Jason was my friend. I met him the way I meet a lot of people, on Wheeltrans. No matter who I was travelling with or where I was going, the bus I was on picked him up about two or three times per month. Not very much, but just enough to form a friendship. The first time I met him it started with hello and a helping hand. The driver asked him to turn off his power chair a couple times, I saw he had a head proximity switch. I looked over and could see Jason’s eyes widen, trying to say something,

“Can your chair turn off?” Assuming he communicates with his eyes.

He immediately looked down.

“Does looking down mean “no”?”

His eyes flew up.

“Eyes up “yes”?”

His eyes shot down, then he looked at me and gave me the most beautiful smile. I asked him I could help him chat with the driver, to which he said yes and then we talked the whole trip through. A friendship was born. A few years later, I started supporting someone at a day program and guess who attended that same program, Jason! Our friendship grew. I mean, we couldn’t swear, talk about girls or our favourite new beer, but, we made the best of it.

I tried to create a friendship with Jason outside Wheeltrans. For someone who lived in full dependent housing, was deemed not to really understand or communicate and had no family, it was hard. The first few times I called his house to talk to him, his staff laughed at me, hung up on me or didn’t trust me. I finally ran into him downtown with his best friend, ex support worker. I called her to make plans to go to the bar, hang out in the city or get together with Jason. We always had the best time together. I wished we could see each other more. I left the day program and only saw him once a month and calling was useless, even though I tried often. So, we made the best of the time when we were together.

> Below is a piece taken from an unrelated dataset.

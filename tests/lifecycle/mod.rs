//! Lifecycle behaviour test modules.

mod bdd_steps;
mod scenarios;
mod test_helpers;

I got a call last week from a friend from the day program. Jason died. I cried. I will miss him so much and am lucky for the opportunity to have ever met him. You know those people who you just click with, they have an added sparkle to them and they’re just infectious? That was Jason. A rocker at heart, with long hair, had good taste in women and was a straight shooter, letting people he loved know they mattered and living his life as best he could. And I for one, know how much that life that I didn’t always see was riddled in sadness, abuse and mistreatment at times. I did my best to speak up for him, keep him safe and take care of him. Not knowing what I didn’t know laid heavily on my heart. We talked about it sometimes, or changed things at the day programs to make care better. Sometimes he’d ask me to do things his staff wouldn’t. He was more compassionate and patient than I’ll ever be.